IFS (Internal Family Systems) Therapy

What is IFS?

Internal Family Systems (IFS) therapy is a gentle yet powerful way of working with the different “parts” of yourself that carry your emotions, memories, and protective strategies. Instead of viewing your thoughts or behaviors as problems to fix, IFS helps you understand the unique roles these parts play and gives them the care and attention they have long needed. This approach supports deep healing from trauma, anxiety, and self-criticism, while opening the door to more self-compassion, clarity, and inner peace.

Many of us carry an inner world that feels conflicted. One part of you may long for connection, while another pushes people away. A part of you might work tirelessly to hold everything together, while another part feels exhausted and wants to let go. IFS recognizes that these inner conflicts are not flaws or signs of weakness — they are natural survival strategies shaped by your life experiences.

IFS Therapy will Help you Learn To:

  • Recognize and listen to the different parts of yourself with curiosity instead of judgment

  • Soothe the anxious, critical, or protective parts that often run the show

  • Access your core Self — the calm, compassionate presence at the center of who you are

  • Heal wounded parts that carry past pain so they no longer overwhelm your present life

What to Expect with IFS Therapy

When you begin IFS therapy at The Nest, you'll discover that this approach is very different from traditional talk therapy. Instead of analyzing your thoughts from a distance, we'll gently turn inward together and get to know the different "parts" of you that show up in your daily life.

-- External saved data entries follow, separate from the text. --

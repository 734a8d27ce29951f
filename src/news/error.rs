use thiserror::Error;

/// Classified failure of a provider request.
///
/// The `Display` text is what the listing shows to the user.
#[derive(Error, Debug, Clone, PartialEq, Eq)]
pub enum FetchError {
  /// Provider signalled quota exhaustion
  #[error("API rate limit exceeded. Please try again later.")]
  RateLimited,

  /// Any other provider-reported failure, including malformed payloads
  #[error("{0}")]
  Provider(String),

  /// Transport failure
  #[error("Network error: {0}")]
  Network(String),
}

impl FetchError {
  /// Provider error with the generic fallback text when the provider sent none
  pub fn provider(message: Option<String>) -> Self {
    match message.filter(|m| !m.trim().is_empty()) {
      Some(m) => FetchError::Provider(m),
      None => FetchError::Provider("Error fetching news".to_string()),
    }
  }
}

impl From<reqwest::Error> for FetchError {
  fn from(e: reqwest::Error) -> Self {
    // The request URL carries the API key
    FetchError::Network(e.without_url().to_string())
  }
}
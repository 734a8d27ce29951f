mod article_detail;
mod article_list;
mod info_page;

pub use article_detail::ArticleDetailView;
pub use article_list::ArticleListView;
pub use info_page::{InfoPage, InfoPageView};
mod category_bar;
mod command_input;
mod input;
mod key_result;
mod overlay;
mod search_input;

pub use category_bar::{CategoryBar, CategoryBarEvent};
pub use command_input::{CommandEvent, CommandInput};
pub use input::{InputResult, TextInput};
pub use key_result::KeyResult;
pub use search_input::{SearchEvent, SearchInput};
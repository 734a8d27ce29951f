/// Outcome of offering a key event to a component.
///
/// Views try their components in order and stop at the first one that
/// does not return `NotHandled`.
#[derive(Debug, Clone, PartialEq, Eq)]
pub enum KeyResult<T> {
  /// Key was consumed, nothing for the parent to do
  Handled,
  /// Key was consumed and produced an event for the parent
  Event(T),
  /// Key was not consumed, parent should try next handler
  NotHandled,
}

  • A safe and curious space:
    You'll never be forced to share more than you're ready for. Each session begins by slowing down, noticing what feels present in your body and mind, and inviting parts to step forward in their own time.

  • Guided exploration:
    Your therapist may ask questions such as, "How do you feel toward this part of yourself?” orb "What does this part want you to know?”This helps you build a relationship with your parts, instead of fighting or avoiding them.

  • Meeting protective parts first:
    Often, the parts that come forward initially are protective — the critic, the planner, the perfectionist, or the one that shuts things down. Together, we'll learn why those parts have taken on their roles and begin to offer them relief.

  • Accessing your core Self:
    IFS trusts that everyone has a calm, compassionate inner Self that is capable of healing. As your protectors begin to feel understood, your Self naturally emerges and takes the lead in the healing process.

  • Deep healing of wounded parts:
    Once protectors feel safe, younger or wounded parts of you, the ones that carry trauma, fear, or shame, can finally be seen and cared for. This process brings a sense of integration, lightness, and freedom.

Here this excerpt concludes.